De acordo com o CEO da Vert Analytics e especialista em tecnologia, Andre de Barros Faria, a IA vem ocupando espaço crescente nas organizações e já influencia decisões estratégicas, operacionais e financeiras em empresas de todos os portes. Sistemas capazes de analisar grandes volumes de dados, identificar padrões e sugerir caminhos passaram a integrar o cotidiano da gestão moderna. No entanto, apesar do avanço acelerado dessas tecnologias, cresce também a necessidade de compreender seu papel real dentro das organizações: a inteligência artificial deve atuar como apoio à tomada de decisão, e não como substituta do gestor.
Entenda o verdadeiro papel da IA na gestão moderna.
O que significa usar a IA como copiloto da gestão?
Utilizar a IA como copiloto da gestão significa empregá-la como apoio à tomada de decisão, especialmente na automação de tarefas repetitivas e de baixo valor analítico. Ao assumir rotinas administrativas e organização de dados, sistemas inteligentes reduzem a carga operacional e liberam tempo para atividades estratégicas. Segundo Andre de Barros Faria, soluções baseadas em agentes de IA ilustram esse avanço, como o Main, novo produto da Vert Analytics, desenvolvido para atuar junto às equipes e permitir que gestores concentrem esforços no que realmente importa.
Como copiloto, a IA fornece insumos qualificados para a tomada de decisão. Ela pode sugerir caminhos, alertar sobre riscos, simular impactos e oferecer alternativas com base em dados históricos e modelos preditivos. No entanto, a decisão final continua sendo responsabilidade do gestor, que avalia essas informações à luz do contexto estratégico e humano.
Essa relação é semelhante à de um sistema de navegação avançado: ele indica rotas, aponta obstáculos e sugere atalhos, mas não define o destino nem assume o controle total do percurso. O gestor permanece no comando, utilizando a tecnologia para decidir melhor, e não para abdicar de sua função.

Por que a IA não deve substituir o gestor?
A gestão envolve julgamento, responsabilidade e visão de futuro, elementos que a inteligência artificial ainda não é capaz de exercer de forma plena. Algoritmos operam com base em dados disponíveis e regras definidas, mas não compreendem valores, dilemas éticos ou impactos sociais das decisões.
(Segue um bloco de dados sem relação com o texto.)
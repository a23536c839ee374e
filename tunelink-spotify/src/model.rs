use serde::Deserialize;
use tunelink::{Album, Artist, ExternalUrls, Platform, Playlist, ResultSet, Track};

#[derive(Debug, Default, Deserialize)]
pub(crate) struct Image {
    pub url: String,
}

#[derive(Debug, Default, Deserialize)]
pub(crate) struct Urls {
    pub spotify: Option<String>,
}

#[derive(Debug, Deserialize)]
pub(crate) struct ArtistRef {
    pub name: String,
}

#[derive(Debug, Deserialize)]
pub(crate) struct AlbumRef {
    #[serde(default)]
    pub images: Vec<Image>,
}

#[derive(Debug, Deserialize)]
pub(crate) struct SpotifyTrack {
    pub id: Option<String>,
    pub name: String,
    #[serde(default)]
    pub artists: Vec<ArtistRef>,
    pub album: Option<AlbumRef>,
    #[serde(default)]
    pub explicit: bool,
    #[serde(default)]
    pub external_urls: Urls,
}

#[derive(Debug, Deserialize)]
pub(crate) struct SpotifyAlbum {
    pub id: String,
    pub name: String,
    #[serde(default)]
    pub artists: Vec<ArtistRef>,
    #[serde(default)]
    pub images: Vec<Image>,
    #[serde(default)]
    pub external_urls: Urls,
}

#[derive(Debug, Deserialize)]
pub(crate) struct SpotifyArtist {
    pub id: String,
    pub name: String,
    #[serde(default)]
    pub images: Vec<Image>,
    #[serde(default)]
    pub external_urls: Urls,
}

#[derive(Debug, Deserialize)]
pub(crate) struct Owner {
    pub display_name: Option<String>,
}

#[derive(Debug, Deserialize)]
pub(crate) struct SpotifyPlaylist {
    pub id: String,
    pub name: String,
    pub owner: Option<Owner>,
    // the playlist endpoints return null instead of an empty list
    #[serde(default, deserialize_with = "null_as_empty")]
    pub images: Vec<Image>,
    #[serde(default)]
    pub external_urls: Urls,
}

/// Spotify pages may contain `null` items, which are dropped on conversion.
#[derive(Debug, Deserialize)]
pub(crate) struct Page<T> {
    #[serde(default = "Vec::new")]
    pub items: Vec<Option<T>>,
}

impl<T> Default for Page<T> {
    fn default() -> Self {
        Self { items: Vec::new() }
    }
}

impl<T> Page<T> {
    pub fn into_items(self) -> impl Iterator<Item = T> {
        self.items.into_iter().flatten()
    }
}

#[derive(Debug, Default, Deserialize)]
pub(crate) struct SearchResponse {
    #[serde(default)]
    pub tracks: Page<SpotifyTrack>,
    #[serde(default)]
    pub albums: Page<SpotifyAlbum>,
    #[serde(default)]
    pub artists: Page<SpotifyArtist>,
    #[serde(default)]
    pub playlists: Page<SpotifyPlaylist>,
}

#[derive(Debug, Deserialize)]
pub(crate) struct PlaylistItem {
    pub track: Option<SpotifyTrack>,
}

#[derive(Debug, Deserialize)]
pub(crate) struct TokenResponse {
    pub access_token: String,
    pub expires_in: u64,
}

fn null_as_empty<'de, D, T>(deserializer: D) -> Result<Vec<T>, D::Error>
where
    D: serde::Deserializer<'de>,
    T: Deserialize<'de>,
{
    Ok(Option::<Vec<T>>::deserialize(deserializer)?.unwrap_or_default())
}

fn first_image(images: &[Image]) -> Option<String> {
    images.first().map(|i| i.url.clone())
}

fn first_artist(artists: &[ArtistRef]) -> String {
    artists.first().map(|a| a.name.clone()).unwrap_or_default()
}

fn external_urls(urls: Urls) -> ExternalUrls {
    let mut external = ExternalUrls::new();
    if let Some(url) = urls.spotify {
        external.insert(Platform::Spotify.as_str().to_owned(), url);
    }
    external
}

impl SpotifyTrack {
    /// Local files in playlists have no id and are skipped.
    pub fn into_track(self) -> Option<Track> {
        let id = self.id?;
        Some(Track {
            id: id.into(),
            artist: first_artist(&self.artists),
            artwork_url: self.album.as_ref().and_then(|a| first_image(&a.images)),
            title: self.name,
            explicit: self.explicit,
            external_urls: external_urls(self.external_urls),
        })
    }
}

impl From<SpotifyAlbum> for Album {
    fn from(album: SpotifyAlbum) -> Self {
        Album {
            id: album.id.into(),
            artist: first_artist(&album.artists),
            artwork_url: first_image(&album.images),
            title: album.name,
            external_urls: external_urls(album.external_urls),
        }
    }
}

impl From<SpotifyArtist> for Artist {
    fn from(artist: SpotifyArtist) -> Self {
        Artist {
            id: artist.id.into(),
            artwork_url: first_image(&artist.images),
            name: artist.name,
            external_urls: external_urls(artist.external_urls),
        }
    }
}

impl From<SpotifyPlaylist> for Playlist {
    fn from(playlist: SpotifyPlaylist) -> Self {
        Playlist {
            id: playlist.id.into(),
            owner: playlist.owner.and_then(|o| o.display_name),
            artwork_url: first_image(&playlist.images),
            title: playlist.name,
            external_urls: external_urls(playlist.external_urls),
        }
    }
}

impl From<SearchResponse> for ResultSet {
    fn from(response: SearchResponse) -> Self {
        ResultSet {
            tracks: response
                .tracks
                .into_items()
                .filter_map(SpotifyTrack::into_track)
                .collect(),
            albums: response.albums.into_items().map(Album::from).collect(),
            artists: response.artists.into_items().map(Artist::from).collect(),
            playlists: response.playlists.into_items().map(Playlist::from).collect(),
        }
    }
}

pub(crate) fn chart_tracks(page: Page<PlaylistItem>) -> ResultSet {
    ResultSet {
        tracks: page
            .into_items()
            .filter_map(|item| item.track)
            .filter_map(SpotifyTrack::into_track)
            .collect(),
        ..Default::default()
    }
}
Substituir o gestor por sistemas automatizados pode gerar decisões tecnicamente eficientes, porém desconectadas da realidade humana.
Outro aspecto relevante é que a IA potencializa decisões ao aprender com grandes volumes de dados históricos, ampliando a capacidade analítica das organizações. Conforme destaca Andre de Barros Faria, plataformas com agentes de IA atuando de forma integrada às equipes, como o Main, novo produto da Vert Analytics, permitem qualificar análises, reduzir vieses operacionais e oferecer recomendações mais consistentes. Nesse modelo, o gestor utiliza a inteligência gerada pelo sistema para interpretar cenários com maior profundidade e tomar decisões mais seguras e contextualizadas.
Como integrar IA e gestão de forma estratégica e responsável?
A integração estratégica entre IA e gestão começa pela clareza de propósito. Antes de adotar qualquer solução baseada em inteligência artificial, é fundamental definir quais problemas se deseja resolver e quais decisões podem se beneficiar de apoio analítico. A tecnologia deve responder a uma necessidade real, e não ser adotada apenas por tendência ou pressão de mercado.
Outro aspecto central é a governança. É preciso estabelecer regras claras sobre como a IA será utilizada, quais decisões ela pode apoiar e quais permanecem sob responsabilidade exclusiva dos gestores. Transparência, rastreabilidade e critérios de validação ajudam a evitar dependência excessiva e garantem uso responsável da tecnologia.
Por fim, como pontua Andre de Barros Faria, a capacitação das lideranças é indispensável. Os gestores não precisam se tornar especialistas em programação, mas devem compreender o funcionamento básico dos sistemas, seus limites e potenciais riscos. Quando líderes entendem como a IA opera, conseguem utilizá-la de forma crítica, estratégica e alinhada aos objetivos da organização.